ハッピーエンドは自分で勝ち取れ
「さて、長い間ずっとやりたかったことを実行しますか」
エマは縛られた王と王妃と妹二人の前に立った。
「ではまず王からでいいかしら」
「エマ、相手は人間だから加減しろよ」
「そう言えば人間は殴ったことがないからちょっと不安ですね」
王はか弱そうなエマの拳を受け、赦しを乞えば何とかなるだろうと甘い考えでいた。
「娘よ!今まですまなかった。父が悪かった。王の座は魔王に譲ろう。私のことは王から一貴族へと落としてくれて構わない。殴って赦してくれるなら殴ってくれていい!」
エマは無表情なのに怒りが溢れた顔をしているのをルドルフとベイリーは横目で見て恐怖を顔に出さないようにしていた。そしておもむろにエマは王を殴りつけた。王は宙を舞い、ドサリと落ちたときには気を失っていた。
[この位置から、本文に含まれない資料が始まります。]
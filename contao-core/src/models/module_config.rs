// Contao - front-end rendering core for the Contao CMS
// Copyright (C) 2025 Contao Project Contributors
//
// This program is free software: you can redistribute it and/or modify
// it under the terms of the GNU Affero General Public License as
// published by the Free Software Foundation, either version 3 of the
// License, or (at your option) any later version.
//
// This program is distributed in the hope that it will be useful,
// but WITHOUT ANY WARRANTY; without even the implied warranty of
// MERCHANTABILITY or FITNESS FOR A PARTICULAR PURPOSE.  See the
// GNU Affero General Public License for more details.
//
// You should have received a copy of the GNU Affero General Public License
// along with this program.  If not, see <https://www.gnu.org/licenses/>.

use chrono::{DateTime, Utc};
use serde::{Deserialize, Serialize};
use serde_json::Value;

use crate::models::headline::{CssId, Headline};
use crate::navigation::NavigationOptions;

/// Front-end module types the renderer registers.
pub const MODULE_TYPES: &[&str] = &[
    "navigation",
    "customnav",
    "breadcrumb",
    "sitemap",
    "booknav",
    "quicknav",
    "quicklink",
    "articlelist",
    "search",
    "login",
    "registration",
    "lostpassword",
    "personaldata",
    "changepassword",
    "closeaccount",
    "html",
];

#[derive(Debug, Clone, Copy, PartialEq, Eq, Default, Serialize, Deserialize)]
#[serde(rename_all = "lowercase")]
pub enum QueryType {
    #[default]
    And,
    Or,
}

impl QueryType {
    pub fn parse(value: &str) -> Self {
        match value {
            "or" => QueryType::Or,
            _ => QueryType::And,
        }
    }

    pub fn as_str(&self) -> &'static str {
        match self {
            QueryType::And => "and",
            QueryType::Or => "or",
        }
    }
}

#[derive(Debug, Clone, Copy, PartialEq, Eq, Default)]
pub enum CloseMode {
    #[default]
    Deactivate,
    Delete,
}

/// A configured front-end module (`tl_module`).
///
/// Type-specific settings live in `data` and are read through the typed
/// accessors below, each with the default the renderer expects.
#[derive(Debug, Clone, Serialize, Deserialize, PartialEq)]
pub struct ModuleConfig {
    pub id: Option<i64>,
    pub name: String,
    pub module_type: String,
    pub headline: Option<Headline>,
    pub css: CssId,
    pub custom_tpl: Option<String>,
    pub data: Value,
    pub created_at: DateTime<Utc>,
    pub updated_at: DateTime<Utc>,
}

impl ModuleConfig {
    pub fn new(name: String, module_type: String, data: Value) -> Self {
        let now = Utc::now();
        Self {
            id: None,
            name,
            module_type,
            headline: None,
            css: CssId::default(),
            custom_tpl: None,
            data,
            created_at: now,
            updated_at: now,
        }
    }

    pub fn id(&self) -> i64 {
        self.id.unwrap_or_default()
    }

    fn get_i64(&self, key: &str) -> Option<i64> {
        self.data.get(key).and_then(|v| v.as_i64())
    }

    fn get_bool(&self, key: &str) -> bool {
        self.data
            .get(key)
            .and_then(|v| v.as_bool())
            .unwrap_or(false)
    }

    fn get_str(&self, key: &str) -> Option<&str> {
        self.data
            .get(key)
            .and_then(|v| v.as_str())
            .filter(|s| !s.is_empty())
    }

    fn get_ids(&self, key: &str) -> Vec<i64> {
        self.data
            .get(key)
            .and_then(|v| v.as_array())
            .map(|items| items.iter().filter_map(|v| v.as_i64()).collect())
            .unwrap_or_default()
    }

    fn get_usize(&self, key: &str) -> usize {
        self.get_i64(key)
            .filter(|v| *v > 0)
            .map(|v| v as usize)
            .unwrap_or(0)
    }

    pub fn level_offset(&self) -> usize {
        self.get_usize("level_offset")
    }

    pub fn show_level(&self) -> usize {
        self.get_usize("show_level")
    }

    pub fn hard_limit(&self) -> bool {
        self.get_bool("hard_limit")
    }

    pub fn show_protected(&self) -> bool {
        self.get_bool("show_protected")
    }

    pub fn show_hidden(&self) -> bool {
        self.get_bool("show_hidden")
    }

    /// Reference page, only when `define_root` is switched on.
    pub fn root_page(&self) -> Option<i64> {
        if self.get_bool("define_root") {
            self.get_i64("root_page").filter(|id| *id > 0)
        } else {
            None
        }
    }

    pub fn navigation_tpl(&self) -> &str {
        self.get_str("navigation_tpl").unwrap_or("nav_default")
    }

    pub fn pages(&self) -> Vec<i64> {
        self.get_ids("pages")
    }

    pub fn include_root(&self) -> bool {
        self.data
            .get("include_root")
            .and_then(|v| v.as_bool())
            .unwrap_or(true)
    }

    pub fn jump_to(&self) -> Option<i64> {
        self.get_i64("jump_to").filter(|id| *id > 0)
    }

    pub fn redirect_back(&self) -> bool {
        self.get_bool("redirect_back")
    }

    pub fn per_page(&self) -> usize {
        self.get_usize("per_page")
    }

    pub fn query_type(&self) -> QueryType {
        self.get_str("query_type")
            .map(QueryType::parse)
            .unwrap_or_default()
    }

    pub fn fuzzy(&self) -> bool {
        self.get_bool("fuzzy")
    }

    pub fn is_advanced_search(&self) -> bool {
        self.get_str("search_type") == Some("advanced")
    }

    pub fn context_length(&self) -> usize {
        match self.get_usize("context_length") {
            0 => 48,
            n => n,
        }
    }

    pub fn total_length(&self) -> usize {
        match self.get_usize("total_length") {
            0 => 360,
            n => n,
        }
    }

    pub fn min_keyword_length(&self) -> usize {
        self.get_usize("min_keyword_length")
    }

    pub fn reg_groups(&self) -> Vec<i64> {
        self.get_ids("reg_groups")
    }

    pub fn reg_activate(&self) -> bool {
        self.get_bool("reg_activate")
    }

    pub fn reg_allow_login(&self) -> bool {
        self.get_bool("reg_allow_login")
    }

    pub fn reg_jump_to(&self) -> Option<i64> {
        self.get_i64("reg_jump_to").filter(|id| *id > 0)
    }

    pub fn reg_skip_name(&self) -> bool {
        self.get_bool("reg_skip_name")
    }

    pub fn close_mode(&self) -> CloseMode {
        match self.get_str("reg_close") {
            Some("close_delete") => CloseMode::Delete,
            _ => CloseMode::Deactivate,
        }
    }

    /// Member fields the personal data module lets members edit.
    pub fn editable(&self) -> Vec<String> {
        const ALLOWED: &[&str] = &["firstname", "lastname", "email"];
        let configured: Vec<String> = self
            .data
            .get("editable")
            .and_then(|v| v.as_array())
            .map(|items| {
                items
                    .iter()
                    .filter_map(|v| v.as_str())
                    .filter(|f| ALLOWED.contains(f))
                    .map(str::to_string)
                    .collect()
            })
            .unwrap_or_default();

        if configured.is_empty() {
            ALLOWED.iter().map(|f| f.to_string()).collect()
        } else {
            configured
        }
    }

    pub fn html(&self) -> &str {
        self.get_str("html").unwrap_or("")
    }

    pub fn in_column(&self) -> &str {
        self.get_str("in_column").unwrap_or("main")
    }

    pub fn skip_first(&self) -> usize {
        self.get_usize("skip_first")
    }

    pub fn custom_label(&self) -> Option<&str> {
        self.get_str("custom_label")
    }

    pub fn navigation_options(&self) -> NavigationOptions {
        NavigationOptions {
            level_offset: self.level_offset(),
            show_level: self.show_level(),
            hard_limit: self.hard_limit(),
            show_protected: self.show_protected(),
            show_hidden: self.show_hidden(),
            sitemap: false,
        }
    }

    /// Template name, honouring a custom template when one is configured.
    pub fn template_name(&self) -> String {
        match self.custom_tpl.as_deref() {
            Some(tpl) if !tpl.trim().is_empty() => tpl.trim().to_string(),
            _ => format!("mod_{}", self.module_type),
        }
    }

    pub fn is_valid(&self) -> Result<(), String> {
        if self.name.trim().is_empty() {
            return Err("Module name cannot be empty".to_string());
        }
        if !MODULE_TYPES.contains(&self.module_type.as_str()) {
            return Err(format!("Unknown module type '{}'", self.module_type));
        }
        if !self.data.is_object() {
            return Err("Module settings must be a JSON object".to_string());
        }
        Ok(())
    }
}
「あなたが父だと言うのも腹立たしいですが貴族になれると思っているお花畑までとは思っていませんでした。殺しはしてません。牢にでもぶち込んでおいてください」
エマを気に入った魔族達が無害そうな人間に牢屋の場所を聞きながら王を連れて行った。
「エッエマ!さっきからなんなの?!無口で無表情だったあなたが別人みたいじゃない!さっきの王を殴ったあのおかしな力も何?!あなたの腕力じゃ無理でしょ!魔族が化けているんでしょ!」
「無口で無表情なのはあなた達に憎まれていたのに感情を出すわけないでしょ?後、あの力はスキル持ちなんです私。あなたぐらいなら簡単に殺せれるぐらいの力を持っているんですよ。あなたを殴るのは一番最後にしてあげますので待っててくださいね」
「いっいやぁぁぁーーーー!」
エマは光の速さで妹二人と王妃を殺さない程度に殴り、とても清々しい顔をしていた。出会った中で一番の笑顔だっただろう。
「エマ、よかったな」
「ええ、とてもスッキリしました。後でもう二、三発ほど殴っておきたいですが」
こうしてルドルフとエマは乗っ取りに成功し、腐敗していた国は活気ある皆が笑顔になれる国へと成長していった。
「エマ〜、結婚したのに忙しすぎてなかなか会えないのが辛い…」
「しょうがないでしょう。魔界もこちらの国も治めているんですから忙しいに決まっています」
「兄上、結婚できたんだから泣き言言わないでください。魔界のほうは父上がなるべく表立って働いてくれてるんですし。それにだいぶ国が安定し始めたのでなるべく夫婦の時間を作ってあげますから」
「ベイリーありがとう!やはり持つべきものは出来る弟だな!」
「今日の午後に何とか休みを作ってあげますので午前は頑張ってくださいね。では私はあちらの仕事をしてきますから兄上はさっさと仕事してください」
ベイリーは忙しそうに部屋から出て行き久しぶりに二人きりになれた。
「やったな、エマ!仕事頑張るか!」
「そうですね、よかったです」
エマはルドルフに近付きキスをした。
「エマ…?」
「ルドルフに出会えてよかった。ありがとう、愛してます」
「俺も愛してます…」
顔を真っ赤にしたルドルフを見てエマはやっぱり可愛いな、と思った。